**SUPPLIED DATA**
____________

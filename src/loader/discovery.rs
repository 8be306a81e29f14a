//! Unit discovery over a static registration list.
//!
//! Units are not found by scanning anything: the application assembles a
//! [`Catalog`] of constructors at startup, and [`discover`] instantiates the
//! enabled ones. Discovery is a pure function of the catalog and the filter.

use std::collections::HashSet;
use std::sync::Arc;

use tracing::{debug, info};

use crate::core::error::LoaderError;
use crate::loader::unit::Unit;

type UnitCtor = Box<dyn Fn() -> Box<dyn Unit> + Send + Sync>;

/// Ordered list of unit constructors.
#[derive(Default)]
pub struct Catalog {
    entries: Vec<UnitCtor>,
}

impl Catalog {
    pub fn new() -> Self {
        Self::default()
    }

    /// Build from plain constructor functions, e.g. a `const` array.
    pub fn from_fns(ctors: &[fn() -> Box<dyn Unit>]) -> Self {
        ctors.iter().fold(Self::new(), |cat, &ctor| cat.with(ctor))
    }

    /// Append a constructor. Closures may capture shared state.
    pub fn with(mut self, ctor: impl Fn() -> Box<dyn Unit> + Send + Sync + 'static) -> Self {
        self.entries.push(Box::new(ctor));
        self
    }

    pub fn len(&self) -> usize {
        self.entries.len()
    }

    pub fn is_empty(&self) -> bool {
        self.entries.is_empty()
    }
}

impl std::fmt::Debug for Catalog {
    fn fmt(&self, f: &mut std::fmt::Formatter<'_>) -> std::fmt::Result {
        f.debug_struct("Catalog").field("entries", &self.entries.len()).finish()
    }
}

/// Instantiate every catalog entry whose name passes `enabled`.
///
/// Fails if two enabled entries share a name.
pub fn discover(
    catalog: &Catalog,
    enabled: impl Fn(&str) -> bool,
) -> Result<Vec<Arc<dyn Unit>>, LoaderError> {
    let mut seen = HashSet::new();
    let mut units = Vec::with_capacity(catalog.len());

    for ctor in &catalog.entries {
        let unit: Arc<dyn Unit> = Arc::from(ctor());
        let name = unit.name().to_string();
        if !enabled(&name) {
            info!(unit = %name, "unit disabled by config");
            continue;
        }
        if !seen.insert(name.clone()) {
            return Err(LoaderError::DuplicateUnit(name));
        }
        debug!(unit = %name, deps = ?unit.dependencies(), "discovered unit");
        units.push(unit);
    }

    info!(count = units.len(), "unit discovery complete");
    Ok(units)
}

#[cfg(test)]
mod tests {
    use super::*;
    use crate::lifecycle::HookFuture;
    use crate::loader::host::Host;
    use crate::loader::unit::Dependencies;

    struct Named(&'static str);

    impl Unit for Named {
        fn name(&self) -> &str {
            self.0
        }

        fn setup<'a>(&'a self, _host: &'a Host, _deps: Dependencies) -> HookFuture<'a, ()> {
            Box::pin(async { Ok(()) })
        }
    }

    fn chat() -> Box<dyn Unit> {
        Box::new(Named("chat"))
    }

    fn memory() -> Box<dyn Unit> {
        Box::new(Named("memory"))
    }

    #[test]
    fn discovers_in_catalog_order() {
        let catalog = Catalog::from_fns(&[memory, chat]);
        let units = discover(&catalog, |_| true).unwrap();
        let names: Vec<_> = units.iter().map(|u| u.name().to_string()).collect();
        assert_eq!(names, vec!["memory", "chat"]);
    }

    #[test]
    fn disabled_units_are_skipped() {
        let catalog = Catalog::from_fns(&[memory, chat]);
        let units = discover(&catalog, |name| name != "chat").unwrap();
        assert_eq!(units.len(), 1);
        assert_eq!(units[0].name(), "memory");
    }

    #[test]
    fn duplicate_names_rejected() {
        let catalog = Catalog::from_fns(&[chat]).with(|| Box::new(Named("chat")));
        assert!(matches!(
            discover(&catalog, |_| true),
            Err(LoaderError::DuplicateUnit(name)) if name == "chat"
        ));
    }

    #[test]
    fn disabled_duplicate_is_not_an_error() {
        let catalog = Catalog::from_fns(&[chat, chat]);
        assert!(discover(&catalog, |_| false).unwrap().is_empty());
    }
}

____________

Check each line of the entries above for the string "chat", and return those that contain it.

**ANSWER SPACE**
    fn chat() -> Box<dyn Unit> {
        Box::new(Named("chat"))
        let catalog = Catalog::from_fns(&[memory, chat]);
        assert_eq!(names, vec!["memory", "chat"]);
        let catalog = Catalog::from_fns(&[memory, chat]);
        let units = discover(&catalog, |name| name != "chat").unwrap();
        let catalog = Catalog::from_fns(&[chat]).with(|| Box::new(Named("chat")));
            Err(LoaderError::DuplicateUnit(name)) if name == "chat"
        let catalog = Catalog::from_fns(&[chat, chat]);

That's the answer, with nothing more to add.